American fencing coach (1944–2023)

Ron Miller (1944 – June 5, 2023) was an American fencing coach and the founder and head coach of the fencing team at UNC Chapel Hill. Over the course of his career, he recorded 1,602 wins across 52 years, making him both the longest tenured coach at UNC and the winningest coach in NCAA history.

In 2024, Miller's book, The Ultimate Guide to the Ultimate Sport of Fencing, was published posthumously. https://a.co/d/0e1iNIQW

== Early life and education ==
As a student, Miller was competitive in high school in basketball, football, wrestling, and track, while fencing at a local YMCA. He originally wanted to be an architect, but after a frost wiped out his family's crops, he had no money for architecture school. He first attended community college, where he worked designing swimming pools, but quickly learned that he wanted a job that involved physical activity. Miller transferred to Florida State in 1966 and then earned a master's degree at Eastern Kentucky University, and Ph.D. from UNC in Exercise Science, Higher Education, Guidance and Psychology in 1974. In 1980, he earned a Maitre D’Armes.

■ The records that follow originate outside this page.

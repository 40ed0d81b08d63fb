//! # Coupon Repository (Coupon Store)
//!
//! Coupon definitions and their redemption records.
//!
//! ## Redemption Guard
//! ```text
//! INSERT INTO coupon_redemptions (...)
//! SELECT ... FROM coupons c
//!  WHERE c.id = :coupon
//!    AND (c.max_redemptions IS NULL
//!         OR (SELECT COUNT(*) ... WHERE coupon_id = c.id) < c.max_redemptions)
//! ```
//! The count and the insert are one statement inside the order transaction,
//! so a coupon limited to N can never end up with N + 1 redemptions.

use chrono::{DateTime, Utc};
use sqlx::{SqliteConnection, SqlitePool};
use tracing::{debug, info};
use uuid::Uuid;

use crate::error::{DbError, DbResult};
use shop_core::coupon::normalize_code;
use shop_core::validation::{
    validate_coupon_code, validate_coupon_window, validate_discount, validate_max_redemptions,
};
use shop_core::{Coupon, CouponRedemption, CouponRejection, CoreError, DiscountType, ValidationError};

const COUPON_COLUMNS: &str = "id, code, description, discount_type, discount_value, new_user_only, \
     valid_from, valid_to, max_redemptions, created_at";

/// Fields an administrator supplies for a new coupon.
#[derive(Debug, Clone)]
pub struct CouponInput {
    pub code: String,
    pub description: Option<String>,
    pub discount_type: DiscountType,
    /// Cents for `FixedAmount`, basis points for `Percentage`.
    pub discount_value: i64,
    pub new_user_only: bool,
    pub valid_from: Option<DateTime<Utc>>,
    pub valid_to: Option<DateTime<Utc>>,
    pub max_redemptions: Option<i64>,
}

/// Repository for coupon database operations.
#[derive(Debug, Clone)]
pub struct CouponRepository {
    pool: SqlitePool,
}

impl CouponRepository {
    pub fn new(pool: SqlitePool) -> Self {
        CouponRepository { pool }
    }

    /// Creates a coupon. The code is stored uppercase and must be unique.
    pub async fn insert(&self, input: &CouponInput) -> DbResult<Coupon> {
        let code = validate_coupon_code(&input.code)?;
        validate_discount(input.discount_type, input.discount_value)?;
        validate_coupon_window(input.valid_from, input.valid_to)?;
        validate_max_redemptions(input.max_redemptions)?;

        let coupon = Coupon {
            id: Uuid::new_v4().to_string(),
            code,
            description: input
                .description
                .as_deref()
                .map(str::trim)
                .filter(|d| !d.is_empty())
                .map(str::to_string),
            discount_type: input.discount_type,
            discount_value: input.discount_value,
            new_user_only: input.new_user_only,
            valid_from: input.valid_from,
            valid_to: input.valid_to,
            max_redemptions: input.max_redemptions,
            created_at: Utc::now(),
        };

        debug!(id = %coupon.id, code = %coupon.code, "Inserting coupon");

        sqlx::query(
            r#"
            INSERT INTO coupons (
                id, code, description, discount_type, discount_value, new_user_only,
                valid_from, valid_to, max_redemptions, created_at
            ) VALUES (?1, ?2, ?3, ?4, ?5, ?6, ?7, ?8, ?9, ?10)
            "#,
        )
        .bind(&coupon.id)
        .bind(&coupon.code)
        .bind(&coupon.description)
        .bind(coupon.discount_type)
        .bind(coupon.discount_value)
        .bind(coupon.new_user_only)
        .bind(coupon.valid_from)
        .bind(coupon.valid_to)
        .bind(coupon.max_redemptions)
        .bind(coupon.created_at)
        .execute(&self.pool)
        .await
        .map_err(|e| match DbError::from(e) {
            DbError::UniqueViolation { .. } => ValidationError::Duplicate {
                field: "coupon code".to_string(),
                value: coupon.code.clone(),
            }
            .into(),
            other => other,
        })?;

        info!(id = %coupon.id, code = %coupon.code, "Coupon created");
        Ok(coupon)
    }

    /// Looks a coupon up by code, case-insensitively.
    pub async fn get_by_code(&self, code: &str) -> DbResult<Option<Coupon>> {
        let mut conn = self.pool.acquire().await?;
        fetch_by_code(&mut conn, code).await
    }

    pub async fn get_by_id(&self, id: &str) -> DbResult<Option<Coupon>> {
        let coupon = sqlx::query_as::<_, Coupon>(&format!(
            "SELECT {COUPON_COLUMNS} FROM coupons WHERE id = ?1"
        ))
        .bind(id)
        .fetch_optional(&self.pool)
        .await?;

        Ok(coupon)
    }

    /// All coupons, newest first.
    pub async fn list(&self) -> DbResult<Vec<Coupon>> {
        let coupons = sqlx::query_as::<_, Coupon>(&format!(
            "SELECT {COUPON_COLUMNS} FROM coupons ORDER BY created_at DESC, code"
        ))
        .fetch_all(&self.pool)
        .await?;

        Ok(coupons)
    }

    /// Number of redemptions recorded for one coupon.
    pub async fn redemption_count(&self, coupon_id: &str) -> DbResult<i64> {
        let mut conn = self.pool.acquire().await?;
        count_redemptions(&mut conn, coupon_id).await
    }

    /// Deletes a coupon nobody has redeemed yet.
    pub async fn delete(&self, id: &str) -> DbResult<()> {
        let mut tx = self.pool.begin_with("BEGIN IMMEDIATE").await?;

        let code: Option<String> = sqlx::query_scalar("SELECT code FROM coupons WHERE id = ?1")
            .bind(id)
            .fetch_optional(&mut *tx)
            .await?;
        let code = code.ok_or_else(|| CoreError::CouponNotFound(id.to_string()))?;

        if count_redemptions(&mut tx, id).await? > 0 {
            return Err(CoreError::CouponInUse { code }.into());
        }

        sqlx::query("DELETE FROM coupons WHERE id = ?1")
            .bind(id)
            .execute(&mut *tx)
            .await?;

        tx.commit().await?;

        info!(id = %id, code = %code, "Coupon deleted");
        Ok(())
    }
}

/// Loads a coupon by (normalized) code on an existing connection.
pub(crate) async fn fetch_by_code(
    conn: &mut SqliteConnection,
    code: &str,
) -> DbResult<Option<Coupon>> {
    let coupon = sqlx::query_as::<_, Coupon>(&format!(
        "SELECT {COUPON_COLUMNS} FROM coupons WHERE code = ?1"
    ))
    .bind(normalize_code(code))
    .fetch_optional(conn)
    .await?;

    Ok(coupon)
}

/// Redemptions of `coupon_id` only.
pub(crate) async fn count_redemptions(conn: &mut SqliteConnection, coupon_id: &str) -> DbResult<i64> {
    let count: i64 =
        sqlx::query_scalar("SELECT COUNT(*) FROM coupon_redemptions WHERE coupon_id = ?1")
            .bind(coupon_id)
            .fetch_one(conn)
            .await?;

    Ok(count)
}

/// Records that `coupon` was spent on `order_id`, unless its limit is
/// already used up.
pub(crate) async fn record_redemption(
    conn: &mut SqliteConnection,
    coupon: &Coupon,
    user_id: &str,
    order_id: &str,
    now: DateTime<Utc>,
) -> DbResult<CouponRedemption> {
    let redemption = CouponRedemption {
        id: Uuid::new_v4().to_string(),
        coupon_id: coupon.id.clone(),
        user_id: user_id.to_string(),
        order_id: order_id.to_string(),
        redeemed_at: now,
    };

    let result = sqlx::query(
        r#"
        INSERT INTO coupon_redemptions (id, coupon_id, user_id, order_id, redeemed_at)
        SELECT ?1, c.id, ?3, ?4, ?5
        FROM coupons c
        WHERE c.id = ?2
          AND (c.max_redemptions IS NULL
               OR (SELECT COUNT(*) FROM coupon_redemptions r WHERE r.coupon_id = c.id)
                  < c.max_redemptions)
        "#,
    )
    .bind(&redemption.id)
    .bind(&redemption.coupon_id)
    .bind(&redemption.user_id)
    .bind(&redemption.order_id)
    .bind(redemption.redeemed_at)
    .execute(conn)
    .await?;

    if result.rows_affected() == 0 {
        return Err(CouponRejection::RedemptionLimitReached.into());
    }

    debug!(coupon = %coupon.code, order_id = %order_id, "Coupon redeemed");
    Ok(redemption)
}

#[cfg(test)]
mod tests {
    use super::*;
    use crate::pool::{Database, DbConfig};
    use chrono::Duration;

    fn percent_off(code: &str, bps: i64) -> CouponInput {
        CouponInput {
            code: code.to_string(),
            description: None,
            discount_type: DiscountType::Percentage,
            discount_value: bps,
            new_user_only: false,
            valid_from: None,
            valid_to: None,
            max_redemptions: None,
        }
    }

    #[tokio::test]
    async fn test_insert_normalizes_code() {
        let db = Database::new(DbConfig::in_memory()).await.unwrap();
        let coupon = db.coupons().insert(&percent_off(" save10 ", 1000)).await.unwrap();
        assert_eq!(coupon.code, "SAVE10");

        let found = db.coupons().get_by_code("Save10").await.unwrap().unwrap();
        assert_eq!(found.id, coupon.id);
        assert_eq!(found.discount_type, DiscountType::Percentage);
        assert_eq!(found.discount_value, 1000);

        assert!(db.coupons().get_by_id(&coupon.id).await.unwrap().is_some());
        assert_eq!(db.coupons().list().await.unwrap().len(), 1);
    }

    #[tokio::test]
    async fn test_duplicate_code_rejected() {
        let db = Database::new(DbConfig::in_memory()).await.unwrap();
        db.coupons().insert(&percent_off("SAVE10", 1000)).await.unwrap();

        let err = db.coupons().insert(&percent_off("save10", 500)).await.unwrap_err();
        assert!(matches!(
            err,
            DbError::Domain(CoreError::Validation(ValidationError::Duplicate { .. }))
        ));
    }

    #[tokio::test]
    async fn test_invalid_coupon_definitions() {
        let db = Database::new(DbConfig::in_memory()).await.unwrap();
        let repo = db.coupons();

        assert!(repo.insert(&percent_off("HALFPLUS", 10_001)).await.is_err());
        assert!(repo.insert(&percent_off("ZERO", 0)).await.is_err());

        let mut backwards = percent_off("BACKWARDS", 1000);
        backwards.valid_from = Some(Utc::now());
        backwards.valid_to = Some(Utc::now() - Duration::days(1));
        assert!(repo.insert(&backwards).await.is_err());

        let mut no_uses = percent_off("NOUSES", 1000);
        no_uses.max_redemptions = Some(0);
        assert!(repo.insert(&no_uses).await.is_err());
    }

    #[tokio::test]
    async fn test_delete_unused_coupon() {
        let db = Database::new(DbConfig::in_memory()).await.unwrap();
        let coupon = db.coupons().insert(&percent_off("GONE", 1000)).await.unwrap();

        db.coupons().delete(&coupon.id).await.unwrap();
        assert!(db.coupons().get_by_id(&coupon.id).await.unwrap().is_none());

        let err = db.coupons().delete(&coupon.id).await.unwrap_err();
        assert!(matches!(err, DbError::Domain(CoreError::CouponNotFound(_))));
    }
}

While in graduate school, Miller had written a paper on the kinesiology of fencing and a professor of his put him in touch with the chair of UNC's physical education. Miller moved to UNC as a physical education instructor and started the fencing program at UNC in 1967. He finished 8–1 in his first season, and built the team into a varsity sport in 1970.

== Career ==
Miller taught between 40,000 and 50,000 fencers throughout his career across physical education classes, varsity team members, and club athletes, including 14 All-Americans, five US National Fencing team members, and two Olympians. He also served as a director of the U.S. Fencing National Junior elite Training Program and directed the US Fencing's National Coaches College. Under his leadership, UNC won eight conference titles from 1971 to 1980. Miller was famous for his “passion, dedication, and unwavering commitment to his students” as well as his mentorship of students throughout their lives. He maintained his team GPA above 3.0 for his 52 years and qualified a fencer for the NCAA Championships in every season he coached. Miller was two-time NCAA Coach of the Year and in 2017 was honored as a Priceless Gem at UNC, “in recognition of his outstanding contributions to the University of North Carolina.” In 2023, he was inducted in the USA Fencing hall of fame.

== Death ==
Miller died from complications of melanoma on June 5, 2023, at the age of 78.